A very scenic part of Cork’s historic Butter Road, between Millstreet and Rylane, was the target for our first real cycling adventure of 2020. Getting butter by road to the Butter Exchange in Cork City, for export to the West Indies and South America, was important business in the 18th and early 19th centuries. This route originally linked Killarney to that Shandon Street market, serving all the towns and villages along the way.
We parked in Millstreet and took the L1123 towards Rylane. A steep rise from the very beginning, you can see how the large flat rock called the Kerryman’s Table, about 6km up the mountain, would have been a very welcome resting place for people long ago, travelling by horse and cart with their precious produce.

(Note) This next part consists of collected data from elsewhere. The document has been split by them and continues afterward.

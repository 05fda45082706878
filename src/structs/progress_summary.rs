use serde::Serialize;
use crate::structs::analysis_step::AnalysisStep;

/// Final accounting of an orchestration's progress trace.
#[derive(Debug, Clone, Serialize, Default)]
pub struct ProgressSummary {
    pub total_duration_secs: f64,
    pub total_steps: usize,
    pub completed_steps: usize,
    pub successful_steps: usize,
    pub failed_steps: usize,
    pub step_details: Vec<AnalysisStep>,
}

At that same junction at Aubane, you might choose to divert to see St. John’s Well or the Millstreet Country Park, but we didn’t have time for that on this occasion. Having caught our breath we continued up that reasonably quiet road, stopping occasionally to admire the breathtaking valley to our left. Any cars that passed gave us a respectfully wide berth, as we usually find is the case.

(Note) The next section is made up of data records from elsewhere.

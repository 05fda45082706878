use serde::Serialize;

#[derive(Debug, Clone, Serialize)]
pub struct RouteTableDetails {
    pub id: String,
    pub name: String,
    pub resource_group: String,
    pub location: Option<String>,
    pub routes: Vec<RouteEntry>,
    pub disable_bgp_route_propagation: bool,
}

#[derive(Debug, Clone, Serialize)]
pub struct RouteEntry {
    pub name: Option<String>,
    pub address_prefix: Option<String>,
    pub next_hop_type: Option<String>,
    pub next_hop_ip_address: Option<String>,
    pub provisioning_state: Option<String>,
}
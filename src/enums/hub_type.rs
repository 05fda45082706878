use clap::ValueEnum;
use serde::{Deserialize, Serialize};

#[derive(Debug, Clone, Copy, PartialEq, Eq, Serialize, Deserialize, ValueEnum)]
pub enum HubType {
    #[serde(rename = "azure-ml")]
    #[value(name = "azure-ml")]
    AzureMl,
    #[serde(rename = "azure-ai-foundry")]
    #[value(name = "azure-ai-foundry")]
    AiFoundry,
}

impl HubType {
    pub fn as_str(&self) -> &'static str {
        match self {
            Self::AzureMl => "azure-ml",
            Self::AiFoundry => "azure-ai-foundry",
        }
    }

    pub fn display_name(&self) -> &'static str {
        match self {
            Self::AzureMl => "Azure ML Workspace",
            Self::AiFoundry => "AI Foundry Hub",
        }
    }
}

impl Default for HubType {
    fn default() -> Self {
        HubType::AzureMl
    }
}

impl std::fmt::Display for HubType {
    fn fmt(&self, f: &mut std::fmt::Formatter<'_>) -> std::fmt::Result {
        write!(f, "{}", self.as_str())
    }
}
use chrono::{DateTime, Utc};
use serde::Serialize;

/// Outcome envelope produced by every analysis stage. A failed result may
/// still carry partial data; it is never discarded.
#[derive(Debug, Clone, Serialize)]
pub struct AnalysisResult<T> {
    pub success: bool,
    pub message: String,
    pub data: Option<T>,
    pub error: Option<String>,
    pub timestamp: DateTime<Utc>,
}

impl<T> AnalysisResult<T> {
    pub fn success(message: &str, data: T) -> Self {
        Self {
            success: true,
            message: message.to_string(),
            data: Some(data),
            error: None,
            timestamp: Utc::now(),
        }
    }

    pub fn failure(message: &str, error: &str) -> Self {
        Self {
            success: false,
            message: message.to_string(),
            data: None,
            error: Some(error.to_string()),
            timestamp: Utc::now(),
        }
    }

    pub fn failure_with_partial(message: &str, error: &str, partial: T) -> Self {
        Self {
            success: false,
            message: message.to_string(),
            data: Some(partial),
            error: Some(error.to_string()),
            timestamp: Utc::now(),
        }
    }
}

The top of the hill, part of the Boggeragh Mountain range, rewarded us with a view looking all the way over towards Blarney. The chilly day meant clear visibility – another good reason for wrapping up and getting out there in January!
At this junction we were looking for a place for a picnic (you won’t find any coffee shops up here!!), so we ventured down a little track. What a surprise to be rewarded by a fascinating piece of history dating back to 976. Mahon’s Rock there commemorates the killing of Brian Boru’s brother, influencing the course of history as explained in the commemorative sign. We did not have our good cameras, only our phones, so I hope the quality is good enough for you to read.

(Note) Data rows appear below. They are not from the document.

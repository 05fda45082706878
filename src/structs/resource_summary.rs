use serde::Serialize;
use crate::enums::access_method::AccessMethod;
use crate::enums::connection_type::ConnectionType;
use crate::structs::connected_resource::ConnectedResource;

/// Per-resource row in the discovery report.
#[derive(Debug, Clone, Serialize)]
pub struct ResourceSummary {
    pub name: String,
    pub resource_group: String,
    pub connection_type: ConnectionType,
    pub access_method: AccessMethod,
    pub public_access: bool,
    pub security_score: u32,
    pub private_endpoints: usize,
}

impl From<&ConnectedResource> for ResourceSummary {
    fn from(resource: &ConnectedResource) -> Self {
        Self {
            name: resource.name.clone(),
            resource_group: resource.resource_group.clone(),
            connection_type: resource.connection_type,
            access_method: resource.access_method,
            public_access: resource.public_access_enabled,
            security_score: resource.security_score(),
            private_endpoints: resource.private_endpoints.len(),
        }
    }
}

Since the day was quite cold, and we had a bit of a late start, we decided to turn back at this point. We certainly will do this route again – probably starting in Rylane next time and aiming for sustenance in Millstreet before heading back. I think you could probably spend a month cycling around this region. It has a strong feeling of community, history and true Irish welcome that will draw us back again and again. We mistakenly left a pannier full of cycling gear behind us but, aided by advice from friendly locals in McCarthy’s Bar, and the assistance of the local website Millstreet.ie, our pannier was found almost before we even got home! A big thank you to all in wonderful Millstreet.